不过,她手上力道未松,任由古轻柔奋力挣扎。
她回头看了看古轻柔险些窒息的面庞,又看了看一众下人惨白如纸的面色,继续道:“好像随时要死的是你们一样。”
众人心底一咯噔,古轻柔一死,他们可不是必死无疑。
他们那面上的冷汗,直变成一颗颗汗珠,滚滚而下。
“本公主不过开个玩笑。”古奈奈言落,高抬的手这才缓缓落下。
众人眼瞧着古轻柔的脚尖落了地,才纷纷松了一口气。
“不杀你,不过是为了不祸及他人,”古奈奈意有所指地瞥了一眼那一众汗如雨下的下人,在古轻柔耳边轻声开口。
这些人都是南越的臣民!
她是真正的古家嫡脉,又岂能亲自送他们去死?
可放过古轻柔——
绝不可能!
她又忽然拔高了音量道:“但本公主答应了丹阳王,要替他讨个公道。”
在场之人,不约而同地朝着离也邪看去。
而离也邪站在一边,视线越过围墙,远眺着外边的景色。
好似心思全不在这儿,早已经神游外边去了。
众人想要离也邪说说好话,那是绝不可能的!
枭天叫了两声王爷,也没将他的思绪拉回来。
古奈奈丝毫也不意外,心道:你永远叫不醒一个装睡的人。
这是摆明了不劝和,让自己和古轻柔干起来呢!
索性,他二人也算是“同道中人”。
她冷目一一扫过众人,恍惚之间,仿佛看见了众人脸上,都刻着一个血红的“贱”字。
耳畔,犹响起古轻柔的那句“额上能烙下大兴国的文字,乐陵荣幸之至!”。
她禁锢着古轻柔脖子的手,忽而捏紧她的下颔,好似要将她的骨骼都捏碎。
古轻柔疼得眼泪哗哗落下,一嘴的狠话,在出口的瞬间,都被疼痛化成了一声声的惨叫。
“你既没有一国公主的担当,便当不得这公主之尊荣。”
古奈奈字字冰冷如霜,一呼一吸间的气息,都让面前的人骨头一寒。
她言罢,负在后背的手一动,宫扇扇柄末端,竟平白多出一段泛着白光的尖刺。
尖刺寒芒熠熠,让人望而生畏。
古奈奈手起刺落,不过眨眼之间,便在古轻柔的脸上刻下了一个“贱”字。
她端详着那汩汩流血的面庞,任由尖刺上的血滴,落在了自己的鞋靴之上,满意道:“本公主亲手所赐,你当荣幸之至。”
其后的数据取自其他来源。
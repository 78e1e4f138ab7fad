use anyhow::{Context, Result, bail};
use tracing::{debug, error, info};

use crate::cli::Cli;
use crate::container::Container;
use crate::target::TargetSpec;

/// Process every target in order. A failing target is reported and the
/// remaining ones are still attempted; the run as a whole fails if any did.
pub fn run(cli: Cli) -> Result<()> {
    let mut failures = 0usize;
    for token in &cli.targets {
        if let Err(err) = process_target(token, cli.parents) {
            error!("{token}: {err:#}");
            failures += 1;
        }
    }
    if failures > 0 {
        bail!("{failures} of {} target(s) failed", cli.targets.len());
    }
    Ok(())
}

fn process_target(token: &str, parents: bool) -> Result<()> {
    let spec = TargetSpec::parse(token)?;
    let mut container = Container::open_or_create(&spec.container)
        .with_context(|| format!("opening {}", spec.container))?;

    match &spec.path {
        Some(path) if parents => {
            let created = container.mkdir_all(path);
            debug!("{}: created {created} directories under `{path}`", spec.container);
        }
        Some(path) => {
            if container.mkdir(path)? {
                debug!("{}: created directory `{path}`", spec.container);
            } else {
                info!("{}: directory `{path}` already exists", spec.container);
            }
        }
        None => {}
    }

    container
        .save()
        .with_context(|| format!("writing {}", spec.container))
}
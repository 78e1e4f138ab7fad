mod error;
pub mod format;

use std::collections::BTreeSet;
use std::fs;

use camino::{Utf8Path, Utf8PathBuf};

pub use error::ContainerError;

use crate::target::InternalPath;

/// In-memory view of one container file's directory tree.
///
/// Invariant: every entry with more than one segment has its parent path
/// present too. `mkdir`/`mkdir_all` preserve it and decoding enforces it,
/// so `save` always writes a well-formed container.
#[derive(Debug)]
pub struct Container {
    path: Utf8PathBuf,
    dirs: BTreeSet<InternalPath>,
    dirty: bool,
}

impl Container {
    /// Load the container at `path`, or start an empty one when the file
    /// does not exist. A fresh container is marked dirty so `save` writes
    /// it out even if no directory is added.
    pub fn open_or_create(path: &Utf8Path) -> Result<Self, ContainerError> {
        let (dirs, dirty) = if path.exists() {
            (format::decode(&fs::read(path)?)?, false)
        } else {
            (BTreeSet::new(), true)
        };
        Ok(Self {
            path: path.to_owned(),
            dirs,
            dirty,
        })
    }

    /// Create exactly the final directory of `path`. The parent must
    /// already exist; an existing leaf is a no-op.
    pub fn mkdir(&mut self, path: &InternalPath) -> Result<bool, ContainerError> {
        if self.dirs.contains(path) {
            return Ok(false);
        }
        if let Some(parent) = path.parent() {
            if !self.dirs.contains(&parent) {
                return Err(ContainerError::MissingParent(path.to_string()));
            }
        }
        self.dirs.insert(path.clone());
        self.dirty = true;
        Ok(true)
    }

    /// Create every missing directory along `path`. Returns how many were
    /// actually added.
    pub fn mkdir_all(&mut self, path: &InternalPath) -> usize {
        let mut created = 0;
        for prefix in path.prefixes() {
            if self.dirs.insert(prefix) {
                created += 1;
            }
        }
        if created > 0 {
            self.dirty = true;
        }
        created
    }

    /// Write the container back to disk if anything changed. The encoded
    /// bytes go to a sibling temp file first and are renamed into place.
    pub fn save(&mut self) -> Result<(), ContainerError> {
        if !self.dirty {
            return Ok(());
        }
        let tmp = Utf8PathBuf::from(format!("{}.tmp{}", self.path, std::process::id()));
        fs::write(&tmp, format::encode(&self.dirs))?;
        if let Err(err) = fs::rename(&tmp, &self.path) {
            let _ = fs::remove_file(&tmp);
            return Err(err.into());
        }
        self.dirty = false;
        Ok(())
    }
}

#[cfg(test)]
mod tests {
    use super::*;
    use crate::testutil;

    fn unique_temp_dir() -> Utf8PathBuf {
        testutil::unique_temp_dir("rootmkdir-test")
    }

    fn path(raw: &str) -> InternalPath {
        InternalPath::parse(raw).unwrap()
    }

    #[test]
    fn fresh_container_saves_an_empty_file() {
        let dir = unique_temp_dir();
        let file = dir.join("empty.rmkd");

        let mut container = Container::open_or_create(&file).unwrap();
        container.save().unwrap();
        assert!(file.exists());

        let reopened = Container::open_or_create(&file).unwrap();
        assert!(reopened.dirs.is_empty());
        assert!(!reopened.dirty);

        let _ = fs::remove_dir_all(dir.as_std_path());
    }

    #[test]
    fn mkdir_requires_an_existing_parent() {
        let dir = unique_temp_dir();
        let mut container = Container::open_or_create(&dir.join("t.rmkd")).unwrap();

        let err = container.mkdir(&path("a/b")).unwrap_err();
        assert!(matches!(err, ContainerError::MissingParent(_)));

        assert!(container.mkdir(&path("a")).unwrap());
        assert!(container.mkdir(&path("a/b")).unwrap());
        // Existing leaf is a no-op, not an error.
        assert!(!container.mkdir(&path("a/b")).unwrap());

        let _ = fs::remove_dir_all(dir.as_std_path());
    }

    #[test]
    fn mkdir_all_round_trips_through_disk() {
        let dir = unique_temp_dir();
        let file = dir.join("t.rmkd");

        let mut container = Container::open_or_create(&file).unwrap();
        assert_eq!(container.mkdir_all(&path("a/b/c")), 3);
        container.save().unwrap();

        let mut reopened = Container::open_or_create(&file).unwrap();
        assert!(reopened.dirs.contains(&path("a/b")));
        // Repeating the same creation changes nothing.
        assert_eq!(reopened.mkdir_all(&path("a/b/c")), 0);
        assert!(!reopened.dirty);

        let _ = fs::remove_dir_all(dir.as_std_path());
    }

    #[test]
    fn opening_a_non_container_file_fails() {
        let dir = unique_temp_dir();
        let file = dir.join("not-a-container");
        fs::write(&file, b"plain text").unwrap();

        let err = Container::open_or_create(&file).unwrap_err();
        assert!(matches!(err, ContainerError::Format(_)));

        let _ = fs::remove_dir_all(dir.as_std_path());
    }

    #[test]
    fn save_without_changes_writes_nothing() {
        let dir = unique_temp_dir();
        let file = dir.join("t.rmkd");

        let mut container = Container::open_or_create(&file).unwrap();
        container.mkdir_all(&path("a"));
        container.save().unwrap();
        let before = fs::metadata(&file).unwrap().modified().unwrap();

        let mut reopened = Container::open_or_create(&file).unwrap();
        reopened.save().unwrap();
        let after = fs::metadata(&file).unwrap().modified().unwrap();
        assert_eq!(before, after);

        let _ = fs::remove_dir_all(dir.as_std_path());
    }
}
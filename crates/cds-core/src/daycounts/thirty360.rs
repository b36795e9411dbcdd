//! 30/360 day count conventions.

use super::DayCount;
use crate::types::Date;

/// 30/360 US day count convention ("Bond Basis").
///
/// Assumes 30-day months and 360-day years.
///
/// # Rules
///
/// - D1 is capped at 30: `D1* = min(D1, 30)`.
/// - D2 rolls to 30 only when D1* is 30 and D2 is 31: `D2* = 30 if D1* = 30
///   and D2 = 31 else D2`.
///
/// There is no special case for February end-of-month dates.
///
/// # Formula
///
/// $$\text{Days} = 360 \times (Y_2 - Y_1) + 30 \times (M_2 - M_1) + (D_2 - D_1)$$
#[derive(Debug, Clone, Copy, Default)]
pub struct Thirty360US;

impl DayCount for Thirty360US {
    fn name(&self) -> &'static str {
        "30/360 US"
    }

    fn year_fraction(&self, start: Date, end: Date) -> f64 {
        self.day_count(start, end) as f64 / 360.0
    }

    fn day_count(&self, start: Date, end: Date) -> i64 {
        let mut d1 = start.day() as i64;
        let mut d2 = end.day() as i64;
        let m1 = start.month() as i64;
        let m2 = end.month() as i64;
        let y1 = start.year() as i64;
        let y2 = end.year() as i64;

        if d1 == 31 {
            d1 = 30;
        }
        if d2 == 31 && d1 == 30 {
            d2 = 30;
        }

        360 * (y2 - y1) + 30 * (m2 - m1) + (d2 - d1)
    }
}

/// 30E/360 European day count convention ("Eurobond Basis").
///
/// # Rules
///
/// - If D1 is 31, change to 30.
/// - If D2 is 31, change to 30.
///
/// # Formula
///
/// $$\text{Days} = 360 \times (Y_2 - Y_1) + 30 \times (M_2 - M_1) + (D_2 - D_1)$$
#[derive(Debug, Clone, Copy, Default)]
pub struct Thirty360E;

impl DayCount for Thirty360E {
    fn name(&self) -> &'static str {
        "30E/360"
    }

    fn year_fraction(&self, start: Date, end: Date) -> f64 {
        self.day_count(start, end) as f64 / 360.0
    }

    fn day_count(&self, start: Date, end: Date) -> i64 {
        let mut d1 = start.day() as i64;
        let mut d2 = end.day() as i64;
        let m1 = start.month() as i64;
        let m2 = end.month() as i64;
        let y1 = start.year() as i64;
        let y2 = end.year() as i64;

        if d1 == 31 {
            d1 = 30;
        }
        if d2 == 31 {
            d2 = 30;
        }

        360 * (y2 - y1) + 30 * (m2 - m1) + (d2 - d1)
    }
}

/// 30E/360 ISDA day count convention.
///
/// Close to [`Thirty360E`], but end-of-month dates roll to day 30
/// regardless of whether the day number is 31 (Feb 28/29 included).
///
/// This implementation does not special-case the final maturity period
/// in February, unlike the full ISDA definition.
#[derive(Debug, Clone, Copy, Default)]
pub struct Thirty360EIsda;

impl DayCount for Thirty360EIsda {
    fn name(&self) -> &'static str {
        "30E/360 ISDA"
    }

    fn year_fraction(&self, start: Date, end: Date) -> f64 {
        self.day_count(start, end) as f64 / 360.0
    }

    fn day_count(&self, start: Date, end: Date) -> i64 {
        let mut d1 = start.day() as i64;
        let mut d2 = end.day() as i64;
        let m1 = start.month() as i64;
        let m2 = end.month() as i64;
        let y1 = start.year() as i64;
        let y2 = end.year() as i64;

        if start.is_end_of_month() {
            d1 = 30;
        }
        if end.is_end_of_month() {
            d2 = 30;
        }

        360 * (y2 - y1) + 30 * (m2 - m1) + (d2 - d1)
    }
}

/// 30/360 German day count convention.
///
/// Like [`Thirty360EIsda`], end-of-month dates (including February) roll
/// to day 30 on both legs.
#[derive(Debug, Clone, Copy, Default)]
pub struct Thirty360German;

impl DayCount for Thirty360German {
    fn name(&self) -> &'static str {
        "30/360 German"
    }

    fn year_fraction(&self, start: Date, end: Date) -> f64 {
        self.day_count(start, end) as f64 / 360.0
    }

    fn day_count(&self, start: Date, end: Date) -> i64 {
        let mut d1 = start.day() as i64;
        let mut d2 = end.day() as i64;
        let m1 = start.month() as i64;
        let m2 = end.month() as i64;
        let y1 = start.year() as i64;
        let y2 = end.year() as i64;

        if d1 == 31 || start.is_end_of_month() {
            d1 = 30;
        }
        if d2 == 31 || end.is_end_of_month() {
            d2 = 30;
        }

        360 * (y2 - y1) + 30 * (m2 - m1) + (d2 - d1)
    }
}

#[cfg(test)]
mod tests {
    use super::*;

    #[test]
    fn test_thirty360_us_full_year() {
        let dc = Thirty360US;
        let start = Date::from_ymd(2025, 1, 1).unwrap();
        let end = Date::from_ymd(2026, 1, 1).unwrap();

        assert_eq!(dc.day_count(start, end), 360);
        assert!((dc.year_fraction(start, end) - 1.0).abs() < 1e-12);
    }

    #[test]
    fn test_thirty360_us_half_year() {
        let dc = Thirty360US;
        let start = Date::from_ymd(2025, 1, 1).unwrap();
        let end = Date::from_ymd(2025, 7, 1).unwrap();

        assert_eq!(dc.day_count(start, end), 180);
        assert!((dc.year_fraction(start, end) - 0.5).abs() < 1e-12);
    }

    #[test]
    fn test_thirty360_us_day_31_adjustment() {
        let dc = Thirty360US;
        let start = Date::from_ymd(2025, 1, 31).unwrap();
        let end = Date::from_ymd(2025, 3, 31).unwrap();

        assert_eq!(dc.day_count(start, end), 60);
    }

    #[test]
    fn test_thirty360_us_feb_eom_no_special_case() {
        // D1 is not 31, so it is left as-is (28), not rolled to 30.
        let dc = Thirty360US;
        let start = Date::from_ymd(2025, 2, 28).unwrap();
        let end = Date::from_ymd(2025, 3, 31).unwrap();

        assert_eq!(dc.day_count(start, end), 33);
    }

    #[test]
    fn test_thirty360_us_feb_eom_leap_no_special_case() {
        // D1 = 29 on a leap year is left as-is; only day 31 is capped.
        let dc = Thirty360US;
        let start = Date::from_ymd(2024, 2, 29).unwrap();
        let end = Date::from_ymd(2024, 3, 31).unwrap();

        assert_eq!(dc.day_count(start, end), 32);
    }

    #[test]
    fn test_thirty360_us_feb_eom_to_feb_eom() {
        // 2024-02-29 -> 2024-05-29: D1 = 29 (unchanged), D2 = 29 (not 31),
        // so the period is exactly 3 months of 30 days each.
        let dc = Thirty360US;
        let start = Date::from_ymd(2024, 2, 29).unwrap();
        let end = Date::from_ymd(2024, 5, 29).unwrap();

        assert_eq!(dc.day_count(start, end), 90);
    }

    #[test]
    fn test_thirty360e_day_31_adjustment() {
        let dc = Thirty360E;
        let start = Date::from_ymd(2025, 1, 31).unwrap();
        let end = Date::from_ymd(2025, 3, 31).unwrap();

        assert_eq!(dc.day_count(start, end), 60);
    }

    #[test]
    fn test_thirty360_us_vs_thirty360e() {
        let us = Thirty360US;
        let eu = Thirty360E;

        let start = Date::from_ymd(2025, 1, 30).unwrap();
        let end = Date::from_ymd(2025, 3, 31).unwrap();

        assert_eq!(us.day_count(start, end), eu.day_count(start, end));
    }

    #[test]
    fn test_thirty360_eisda_eom() {
        let dc = Thirty360EIsda;
        let start = Date::from_ymd(2025, 2, 28).unwrap();
        let end = Date::from_ymd(2025, 8, 31).unwrap();

        assert_eq!(dc.day_count(start, end), 180);
    }

    #[test]
    fn test_thirty360_german_eom() {
        let dc = Thirty360German;
        let start = Date::from_ymd(2025, 2, 28).unwrap();
        let end = Date::from_ymd(2025, 8, 31).unwrap();

        assert_eq!(dc.day_count(start, end), 180);
    }

    // Bloomberg validation: Boeing 7.5% 06/15/2025, CUSIP 097023AH7,
    // settlement 04/29/2020 shows 134 accrued days under 30/360 US.
    #[test]
    fn test_bloomberg_boeing_validation() {
        let dc = Thirty360US;
        let last_coupon = Date::from_ymd(2019, 12, 15).unwrap();
        let settlement = Date::from_ymd(2020, 4, 29).unwrap();

        assert_eq!(dc.day_count(last_coupon, settlement), 134);
    }
}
离也邪抬眼望去,犀利的视线,直接透过那一脸的血肉模糊,看清了面上的字。
他心下也是一惊:“大兴与南越,不通货贸,不通语言文字……她怎么刻了我大兴的文字!”
“王爷,本公主为你所做的,你可满意?”古奈奈早知他一直关注着一切。
她这才放手,任由早就疼晕了的古轻柔,滑倒在地。
“只是,乐陵如今这幅贱容,不堪为配,王爷要入赘我南越,还要另觅佳偶才是。”
她直勾勾盯着离也邪,面上的笑容极尽妍丽,只尖刺上的鲜血,映得她双目血红,竟有些吓人。